[Data items]

+===+

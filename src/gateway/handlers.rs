use std::convert::Infallible;
use std::time::Duration;

use axum::{
    extract::{Query, State},
    http::StatusCode,
    response::Json,
    response::sse::{Event, KeepAlive, Sse},
};
use futures_util::{Stream, StreamExt};
use serde::{Deserialize, Serialize};

use super::AppState;
use crate::pipeline::{ContentRequest, ContentResponse};
use crate::router::ContentType;
use crate::storage::ContentRecord;

/// Metadata event opening every SSE stream.
#[derive(Debug, Clone, Serialize, Deserialize)]
pub struct StreamHeader {
    pub content_type: ContentType,
    pub confidence: f64,
    pub session_id: String,
    /// Always false: the streaming path runs no guardrail stage.
    pub guardrails_applied: bool,
    pub model: String,
}

#[derive(Debug, Default, Deserialize)]
pub struct GenerateParams {
    /// Rewrite the input with the fixed quick-action prefix for the
    /// requested content type.
    #[serde(default)]
    pub quick_action: bool,
}

#[derive(Debug, Deserialize)]
pub struct RecentParams {
    #[serde(rename = "type")]
    pub content_type: Option<ContentType>,
    pub limit: Option<i64>,
    pub session: Option<String>,
}

pub async fn handle_health(State(state): State<AppState>) -> Json<serde_json::Value> {
    Json(serde_json::json!({
        "status": "ok",
        "version": env!("CARGO_PKG_VERSION"),
        "guardrails": state.pipeline.guardrail_status(),
        "active_sessions": state.pipeline.sessions().count(),
    }))
}

pub async fn handle_generate(
    State(state): State<AppState>,
    Query(params): Query<GenerateParams>,
    Json(mut request): Json<ContentRequest>,
) -> Json<ContentResponse> {
    if params.quick_action {
        apply_quick_action(&state, &mut request);
    }
    Json(state.pipeline.process(request).await)
}

pub async fn handle_stream(
    State(state): State<AppState>,
    Query(params): Query<GenerateParams>,
    Json(mut request): Json<ContentRequest>,
) -> Sse<impl Stream<Item = Result<Event, Infallible>> + Send + 'static> {
    if params.quick_action {
        apply_quick_action(&state, &mut request);
    }

    let model = state.config.model.clone();
    let (metadata, mut chunks) = state.pipeline.process_stream(request).await;

    let stream = async_stream::stream! {
        let header = StreamHeader {
            content_type: metadata.content_type,
            confidence: metadata.confidence,
            session_id: metadata.session_id,
            guardrails_applied: false,
            model,
        };
        if let Ok(event) = Event::default().event("metadata").json_data(&header) {
            yield Ok(event);
        }

        while let Some(item) = chunks.next().await {
            let text = match item {
                Ok(text) => text,
                Err(error) => error.to_string(),
            };
            let payload = serde_json::json!({ "text": text });
            if let Ok(event) = Event::default().event("chunk").json_data(&payload) {
                yield Ok(event);
            }
        }

        yield Ok(Event::default().event("done").data(""));
    };

    Sse::new(stream).keep_alive(
        KeepAlive::new()
            .interval(Duration::from_secs(15))
            .text("keepalive"),
    )
}

pub async fn handle_recent(
    State(state): State<AppState>,
    Query(params): Query<RecentParams>,
) -> Result<Json<Vec<ContentRecord>>, (StatusCode, String)> {
    let Some(store) = state.pipeline.content_store() else {
        return Err((
            StatusCode::SERVICE_UNAVAILABLE,
            "content store not configured".to_string(),
        ));
    };

    let limit = params.limit.unwrap_or(20).clamp(1, 100);
    let records = store
        .recent(params.content_type, limit, params.session.as_deref())
        .await
        .map_err(|error| {
            tracing::error!(%error, "recent content query failed");
            (
                StatusCode::INTERNAL_SERVER_ERROR,
                "content store query failed".to_string(),
            )
        })?;

    Ok(Json(records))
}

fn apply_quick_action(state: &AppState, request: &mut ContentRequest) {
    let Some(content_type) = request.content_type else {
        return;
    };
    match state.prompts.quick_action(content_type, &request.user_input) {
        Ok(rewritten) => request.user_input = rewritten,
        Err(error) => {
            tracing::warn!(%error, "quick action rewrite failed, using raw input");
        }
    }
}
//! SerpApi web search.
//!
//! Search feeds research, and research is best-effort by contract, so every
//! failure path here degrades to an empty result list instead of an error.

use crate::providers::http_client::search_client;
use crate::providers::traits::{SearchProvider, SearchResult};
use async_trait::async_trait;
use reqwest::Client;
use serde::Deserialize;

const API_BASE: &str = "https://serpapi.com/search.json";
const DEFAULT_LOCATION: &str = "United States";
const DEFAULT_LANGUAGE: &str = "en";

#[derive(Debug, Deserialize)]
struct SerpResponse {
    #[serde(default)]
    organic_results: Vec<OrganicResult>,
}

#[derive(Debug, Deserialize)]
struct OrganicResult {
    #[serde(default)]
    title: String,
    #[serde(default)]
    link: String,
    #[serde(default)]
    snippet: String,
}

pub struct SerpClient {
    api_key: Option<String>,
    base_url: String,
    client: Client,
}

impl SerpClient {
    pub fn new(api_key: Option<&str>) -> Self {
        let resolved = api_key
            .map(String::from)
            .or_else(|| std::env::var("SERPAPI_API_KEY").ok());

        Self {
            api_key: resolved,
            base_url: API_BASE.to_string(),
            client: search_client(),
        }
    }

    pub fn with_base_url(mut self, base_url: impl Into<String>) -> Self {
        self.base_url = base_url.into();
        self
    }

    pub fn is_configured(&self) -> bool {
        self.api_key.is_some()
    }

    async fn fetch(&self, query: &str, num_results: u32) -> Option<Vec<SearchResult>> {
        let api_key = self.api_key.as_deref()?;

        let response = self
            .client
            .get(&self.base_url)
            .query(&[
                ("api_key", api_key),
                ("q", query),
                ("num", &num_results.to_string()),
                ("location", DEFAULT_LOCATION),
                ("hl", DEFAULT_LANGUAGE),
                ("engine", "google"),
            ])
            .send()
            .await
            .inspect_err(|e| tracing::warn!(error = %e, "search request failed"))
            .ok()?;

        if !response.status().is_success() {
            tracing::warn!(status = %response.status(), "search returned error status");
            return None;
        }

        let parsed: SerpResponse = response
            .json()
            .await
            .inspect_err(|e| tracing::warn!(error = %e, "search response decode failed"))
            .ok()?;

        let results = parsed
            .organic_results
            .into_iter()
            .take(num_results as usize)
            .map(|result| SearchResult {
                title: result.title,
                url: result.link,
                snippet: result.snippet,
            })
            .collect();
        Some(results)
    }
}

#[async_trait]
impl SearchProvider for SerpClient {
    async fn search(&self, query: &str, num_results: u32) -> Vec<SearchResult> {
        if self.api_key.is_none() {
            tracing::warn!("no search API key configured, returning empty results");
            return Vec::new();
        }

        self.fetch(query, num_results).await.unwrap_or_default()
    }

    fn name(&self) -> &str {
        "serpapi"
    }
}
//! In-memory conversation state, keyed by session id.
//!
//! Sessions live for the process lifetime only; durable content goes through
//! the content store instead. All mutation happens under one `RwLock`, so
//! concurrent writers to the same session are serialized and whole-value
//! updates are last-write-wins.

use crate::agents::AgentContext;
use crate::error::{Result, SessionError};
use crate::router::ContentType;
use chrono::{DateTime, Duration, Utc};
use serde::{Deserialize, Serialize};
use std::collections::HashMap;
use std::sync::{PoisonError, RwLock, RwLockReadGuard, RwLockWriteGuard};
use uuid::Uuid;

#[derive(
    Debug, Clone, Copy, PartialEq, Eq, Serialize, Deserialize, strum::Display, strum::EnumString,
)]
#[serde(rename_all = "lowercase")]
#[strum(serialize_all = "lowercase", ascii_case_insensitive)]
pub enum Role {
    User,
    Assistant,
}

#[derive(Debug, Clone, PartialEq, Serialize, Deserialize)]
pub struct Message {
    pub role: Role,
    pub content: String,
    pub timestamp: DateTime<Utc>,
}

impl Message {
    pub fn new(role: Role, content: impl Into<String>) -> Self {
        Self {
            role,
            content: content.into(),
            timestamp: Utc::now(),
        }
    }
}

/// One piece of generated output kept with the conversation.
#[derive(Debug, Clone, PartialEq, Serialize, Deserialize)]
pub struct StoredContent {
    pub content: String,
    pub timestamp: DateTime<Utc>,
}

/// Everything known about one conversation.
#[derive(Debug, Clone, Serialize, Deserialize)]
pub struct ConversationState {
    pub session_id: String,
    pub messages: Vec<Message>,
    pub context: AgentContext,
    #[serde(default)]
    pub generated_content: HashMap<ContentType, Vec<StoredContent>>,
    pub created_at: DateTime<Utc>,
    pub updated_at: DateTime<Utc>,
}

impl ConversationState {
    fn new(session_id: String) -> Self {
        let now = Utc::now();
        Self {
            session_id,
            messages: Vec::new(),
            context: AgentContext::default(),
            generated_content: HashMap::new(),
            created_at: now,
            updated_at: now,
        }
    }
}

/// Thread-safe in-memory session registry.
#[derive(Default)]
pub struct SessionStore {
    sessions: RwLock<HashMap<String, ConversationState>>,
}

impl SessionStore {
    pub fn new() -> Self {
        Self::default()
    }

    /// Fetch a session snapshot, creating the session when absent. Passing
    /// `None` generates a fresh id.
    pub fn get_or_create(&self, session_id: Option<&str>) -> ConversationState {
        let id = session_id
            .map(str::to_string)
            .unwrap_or_else(|| Uuid::new_v4().to_string());
        let mut sessions = self.write();
        sessions
            .entry(id.clone())
            .or_insert_with(|| ConversationState::new(id))
            .clone()
    }

    pub fn get(&self, session_id: &str) -> Option<ConversationState> {
        self.read().get(session_id).cloned()
    }

    pub fn append_message(&self, session_id: &str, role: Role, content: &str) {
        let mut sessions = self.write();
        let state = sessions
            .entry(session_id.to_string())
            .or_insert_with(|| ConversationState::new(session_id.to_string()));
        state.messages.push(Message::new(role, content));
        state.updated_at = Utc::now();
    }

    /// Last `limit` messages, most recent first. All messages when `limit`
    /// is None. Callers that need reading order use the chronological
    /// `messages` field of a session snapshot instead.
    pub fn history(&self, session_id: &str, limit: Option<usize>) -> Vec<Message> {
        self.read()
            .get(session_id)
            .map(|state| {
                let count = limit.unwrap_or(state.messages.len());
                state.messages.iter().rev().take(count).cloned().collect()
            })
            .unwrap_or_default()
    }

    pub fn store_content(&self, session_id: &str, content_type: ContentType, content: &str) {
        let mut sessions = self.write();
        let state = sessions
            .entry(session_id.to_string())
            .or_insert_with(|| ConversationState::new(session_id.to_string()));
        state
            .generated_content
            .entry(content_type)
            .or_default()
            .push(StoredContent {
                content: content.to_string(),
                timestamp: Utc::now(),
            });
        state.updated_at = Utc::now();
    }

    pub fn latest_content(&self, session_id: &str, content_type: ContentType) -> Option<String> {
        self.read()
            .get(session_id)
            .and_then(|state| state.generated_content.get(&content_type))
            .and_then(|items| items.last())
            .map(|item| item.content.clone())
    }

    /// Replace the session's shared context. Racing callers are serialized by
    /// the lock; the last one wins.
    pub fn update_context(&self, session_id: &str, context: AgentContext) {
        let mut sessions = self.write();
        let state = sessions
            .entry(session_id.to_string())
            .or_insert_with(|| ConversationState::new(session_id.to_string()));
        state.context = context;
        state.updated_at = Utc::now();
    }

    pub fn context(&self, session_id: &str) -> Option<AgentContext> {
        self.read().get(session_id).map(|state| state.context.clone())
    }

    pub fn delete(&self, session_id: &str) -> bool {
        self.write().remove(session_id).is_some()
    }

    pub fn list_ids(&self) -> Vec<String> {
        self.read().keys().cloned().collect()
    }

    pub fn count(&self) -> usize {
        self.read().len()
    }

    /// Drop sessions idle for longer than `max_age`. Returns how many were
    /// removed.
    pub fn cleanup_older_than(&self, max_age: Duration) -> usize {
        let cutoff = Utc::now() - max_age;
        let mut sessions = self.write();
        let before = sessions.len();
        sessions.retain(|_, state| state.updated_at >= cutoff);
        before - sessions.len()
    }

    /// Snapshot a session for export.
    pub fn export(&self, session_id: &str) -> Result<ConversationState> {
        self.get(session_id)
            .ok_or_else(|| SessionError::NotFound(session_id.to_string()).into())
    }

    /// Install an exported session, replacing any existing one with that id.
    /// Returns the session id.
    pub fn import(&self, state: ConversationState) -> String {
        let id = state.session_id.clone();
        self.write().insert(id.clone(), state);
        id
    }

    fn read(&self) -> RwLockReadGuard<'_, HashMap<String, ConversationState>> {
        self.sessions.read().unwrap_or_else(PoisonError::into_inner)
    }

    fn write(&self) -> RwLockWriteGuard<'_, HashMap<String, ConversationState>> {
        self.sessions.write().unwrap_or_else(PoisonError::into_inner)
    }
}
mod engine;
mod library;

pub use engine::PromptEngine;
pub use library::{streaming_system_prompt, PromptLibrary};
use crate::error::ProviderError;
use std::borrow::Cow;

const MAX_API_ERROR_CHARS: usize = 200;

/// Token shapes that may carry credentials. Prefix markers (`AIza`, `sk-`)
/// redact from the marker itself; assignment markers (`key=`) keep the marker
/// and redact the value that follows.
const SECRET_MARKERS: [&str; 10] = [
    "AIza",
    "ya29.",
    "sk-",
    "key=",
    "api_key=",
    "access_token=",
    "Authorization: Bearer ",
    "authorization: bearer ",
    "x-goog-api-key: ",
    "\"api_key\":\"",
];

fn is_secret_char(c: char) -> bool {
    c.is_ascii_alphanumeric() || matches!(c, '-' | '_' | '.' | ':' | '+' | '/' | '=')
}

fn token_end(input: &str, from: usize) -> usize {
    let mut end = from;
    for (i, c) in input[from..].char_indices() {
        if is_secret_char(c) {
            end = from + i + c.len_utf8();
        } else {
            break;
        }
    }
    end
}

fn redact_after(scrubbed: &mut String, marker: &str) {
    let keep_marker = marker.ends_with(['=', ' ', '"']);
    let mut search_from = 0;
    loop {
        let Some(rel) = scrubbed[search_from..].find(marker) else {
            break;
        };

        let start = search_from + rel;
        let content_start = start + marker.len();
        let end = token_end(scrubbed, content_start);

        // Bare marker without a token value.
        if end == content_start {
            search_from = content_start;
            continue;
        }

        let replace_from = if keep_marker { content_start } else { start };
        scrubbed.replace_range(replace_from..end, "[REDACTED]");
        search_from = replace_from + "[REDACTED]".len();
    }
}

/// Scrub credential-shaped tokens out of provider error text.
pub fn scrub_secret_patterns(input: &str) -> Cow<'_, str> {
    if !SECRET_MARKERS.iter().any(|m| input.contains(m)) {
        return Cow::Borrowed(input);
    }

    let mut scrubbed = input.to_string();
    for marker in SECRET_MARKERS {
        redact_after(&mut scrubbed, marker);
    }
    Cow::Owned(scrubbed)
}

/// Scrub secrets and truncate to a length safe for logs and error chains.
pub fn sanitize_api_error(input: &str) -> String {
    let scrubbed = scrub_secret_patterns(input);

    if scrubbed.chars().count() <= MAX_API_ERROR_CHARS {
        return scrubbed.into_owned();
    }

    let scrubbed = scrubbed.as_ref();
    let mut end = MAX_API_ERROR_CHARS;
    while end > 0 && !scrubbed.is_char_boundary(end) {
        end -= 1;
    }

    format!("{}...", &scrubbed[..end])
}

/// Build a sanitized provider error from a failed HTTP response.
pub async fn api_error(provider: &str, response: reqwest::Response) -> ProviderError {
    let status = response.status().as_u16();
    let body = response
        .text()
        .await
        .unwrap_or_else(|_| "<failed to read provider error body>".to_string());
    ProviderError::Api {
        provider: provider.to_string(),
        status,
        message: sanitize_api_error(&body),
    }
}

#[cfg(test)]
mod tests {
    use super::*;

    #[test]
    fn clean_input_borrows() {
        let input = "model not found";
        assert!(matches!(
            scrub_secret_patterns(input),
            Cow::Borrowed("model not found")
        ));
    }

    #[test]
    fn google_key_prefix_is_redacted() {
        let scrubbed = scrub_secret_patterns("invalid key AIzaSyD4x9v2 for request");
        assert_eq!(scrubbed, "invalid key [REDACTED] for request");
    }

    #[test]
    fn query_marker_keeps_name_redacts_value() {
        let scrubbed = scrub_secret_patterns("GET /search?api_key=abc123&q=homes");
        assert_eq!(scrubbed, "GET /search?api_key=[REDACTED]&q=homes");
    }

    #[test]
    fn bearer_header_is_redacted() {
        let scrubbed = scrub_secret_patterns("Authorization: Bearer ya29.a0Af persisted");
        assert!(!scrubbed.contains("ya29.a0Af"));
        assert!(scrubbed.contains("[REDACTED]"));
    }

    #[test]
    fn long_errors_are_truncated() {
        let long = "x".repeat(250);
        let sanitized = sanitize_api_error(&long);
        assert_eq!(sanitized.len(), MAX_API_ERROR_CHARS + 3);
        assert!(sanitized.ends_with("..."));
    }

    #[test]
    fn truncation_respects_char_boundaries() {
        let mut long = "a".repeat(MAX_API_ERROR_CHARS - 1);
        long.push_str(&"é".repeat(40));
        let sanitized = sanitize_api_error(&long);
        // Byte 200 lands inside the first `é`, so the cut backs off to 199.
        assert_eq!(sanitized, format!("{}...", "a".repeat(MAX_API_ERROR_CHARS - 1)));
    }
}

+===+

Task directions:
Lines from the records above that hold "chunks" are the ones to list.

Result of this task:
    let (metadata, mut chunks) = state.pipeline.process_stream(request).await;
        while let Some(item) = chunks.next().await {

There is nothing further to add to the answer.